大詰「元の道玄借家の場」。ここもしくじってやけ酒気味に晩酌をしている道玄に、いい世話の味が漂う。お兼演じる雀右衛門は全くニンではないが、芝居は流石に上手い。筆者が今まで観た最高のお兼は亡き秀太郎なのだが、過去にこの役を演じた役者が出していない味を雀右衛門が一つ出している。お兼は打算で道玄と一緒に悪事を働くと云うテイストが今まで観たお兼であったが、雀右衛門が演じると本気で道玄に惚れていて、それ故に悪事でも何でもすると云うお兼になっている。事実筋書で雀右衛門は「道玄のことが心底好き」なのだと語っている。これは一つの見識であろうと思う。前述通り、ニンには敵っていないのだが。

 

最後の大詰二場「加州侯表門の場」に於けるだんまりの所作も、脇の役者達と気が揃っていて、面白く見せてくれる。一旦捕らえられての「俺だ、俺だ」の軽い味わいも良し。ここら辺りの所作の良さは、流石花形きっての舞踊の名手松緑と云ったところ。最後道玄がお縄になって幕となった。初役の役者が多い乍ら、実に結構な世話の味わいが横溢していた、見事な令和の『盲長屋梅加賀鳶』であった。

 

続いて打ち出しは『鷺娘』。云わずと知れた長唄女形舞踊の最高峰の一つだ。明治になって九世團十郎が現行の形にして以降、代々時の代表的な女形が勤めて来た舞踊。平成になってからは大和屋の上演回数が群を抜いていたが、十五年程前に踊り納めてしまっている。その後は七之助が引き継いだが、その七之助自身も踊るのは十四年ぶりの様だ。筆者的には、二年程前に博多座に於いて菊之助で上演されたものを観て以来である。

 

多分二人とも大和屋から指導を受けていると思われるが、菊之助七之助では印象が少し異なる。二人とも比較的クールな芸風ではあるのだが、菊之助の鷺娘は、かなわぬ恋に身を焦がし、雪のなかで静かに死んでいく切なさと云うか、その気持ちが踊りの中心にあった。今の様な自由な恋愛が叶えられる時代でなかった江戸娘のその心、大和屋よりもより古風な娘心を表現していた様に思う。その分大和屋鷺娘に濃厚に漂っている神秘的な面は、減退していた印象であった。

 

今回の七之助は、完全に大和屋マナーである。当人がどう考えて踊っていたかは判らないが、純粋に技術で大和屋に挑んでいた様に思われる。白無垢を引き抜いて赤地の振り袖になったところなども、明るい雰囲気と云うより、雪に氷漬けされた純情と云った風情である。
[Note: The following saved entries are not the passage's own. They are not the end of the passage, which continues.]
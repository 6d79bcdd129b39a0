use crate::body::OutboundBody;
use crate::builder::{OutboundRequestBuilder, bodyless_headers, target_uri};
use crate::error::ForwardError;
use crate::request::NormalizedRequest;
use http::{HeaderMap, Method, Uri};

/// Builds DELETE requests: the original query is propagated and no body is sent.
#[derive(Debug, Clone, Copy)]
pub struct DeleteRequestBuilder<'req> {
    request: &'req NormalizedRequest,
}

impl<'req> DeleteRequestBuilder<'req> {
    pub fn new(request: &'req NormalizedRequest) -> Self {
        Self { request }
    }
}

impl OutboundRequestBuilder for DeleteRequestBuilder<'_> {
    fn method(&self) -> Method {
        Method::DELETE
    }

    fn uri(&self) -> Result<Uri, ForwardError> {
        target_uri(self.request, true)
    }

    fn headers(&self) -> HeaderMap {
        bodyless_headers(self.request)
    }

    /// DELETE carries no payload, whatever the client sent.
    fn body(&self) -> Result<OutboundBody, ForwardError> {
        Ok(OutboundBody::empty())
    }
}

#[cfg(test)]
mod tests {
    use super::*;
    use http::{HeaderValue, header};
    use http_body::Body as HttpBody;
    use serde_json::json;

    #[test]
    fn delete_with_query() {
        let request = NormalizedRequest::builder(Method::DELETE)
            .target_url(Uri::from_static("https://upstream.example/api/orders/42"))
            .query("force", "true")
            .build();

        let outbound = DeleteRequestBuilder::new(&request).build().unwrap();

        assert_eq!(outbound.method(), Method::DELETE);
        assert_eq!(outbound.uri(), "https://upstream.example/api/orders/42?force=true");
        assert!(outbound.into_body().is_end_stream());
    }

    #[test]
    fn method_is_fixed_whatever_the_inbound_method() {
        let request = NormalizedRequest::builder(Method::POST)
            .target_url(Uri::from_static("https://upstream.example/api/orders/42"))
            .build();

        assert_eq!(DeleteRequestBuilder::new(&request).method(), Method::DELETE);
    }

    #[test]
    fn body_is_dropped() {
        let request = NormalizedRequest::builder(Method::DELETE)
            .target_url(Uri::from_static("https://upstream.example/api/orders/42"))
            .header(header::CONTENT_TYPE, HeaderValue::from_static("application/json"))
            .header(header::CONTENT_LENGTH, HeaderValue::from_static("16"))
            .header(header::AUTHORIZATION, HeaderValue::from_static("Bearer token"))
            .payload(json!({"reason": "dup"}))
            .raw_body(r#"{"reason":"dup"}"#)
            .build();
        let builder = DeleteRequestBuilder::new(&request);

        let body = builder.body().unwrap();
        assert!(body.is_end_stream());
        assert_eq!(body.size_hint().exact(), Some(0));

        let headers = builder.headers();
        assert!(headers.get(header::CONTENT_TYPE).is_none());
        assert!(headers.get(header::CONTENT_LENGTH).is_none());
        assert_eq!(headers.get(header::AUTHORIZATION).unwrap(), "Bearer token");

        assert!(request.raw_body().can_consume());
    }
}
〽添うも添われずあたりからの鳥の本性を顕しての責め苦の所作も、心と云うより形の美しさで行くと云った印象。そしてその踊りは、どこをとっても技術的に非常に高いレベルにある。この優の踊り手としての技量は驚くべきものだ。そして全編を通じて神秘的な雰囲気を纏っており、この世のものとは思えない美しさである。七之助が筋書で「お客様を異次元の世界に誘う」と語っていた通りの鷺娘であったと云えるであろう。

 

勿論七之助鷺娘に心がないと意味ではない。これは狂言へのアプローチの違いである。元々根っこにはクールな物を持っている菊之助七之助だが、同じ舞踊を踊っても上記の様に印象が変わって来るのが興味深い。これは優劣の比較と云う事ではなく、我々としては令和の時代に素晴らしい女形舞踊の踊り手を二人持てた事の幸福を、喜ぶべきであろう。近い内に、まだ実現していない歌舞伎座での菊之助鷺娘の上演を観てみたいものだ。またすぐ歌舞伎座で鷺娘と云う訳にも行かないだろうけれども。

 

世話物に舞踊と云う狂言二題。松緑中村屋兄弟が実に素晴らしく、見応えたっぷりで、大満足の歌舞伎座第二部であった。これで今年の歌舞伎も見納めである。令和六年の極私的歌舞伎ベスト10は、後日改めて発表します。そんな大袈裟なモノではないけれど。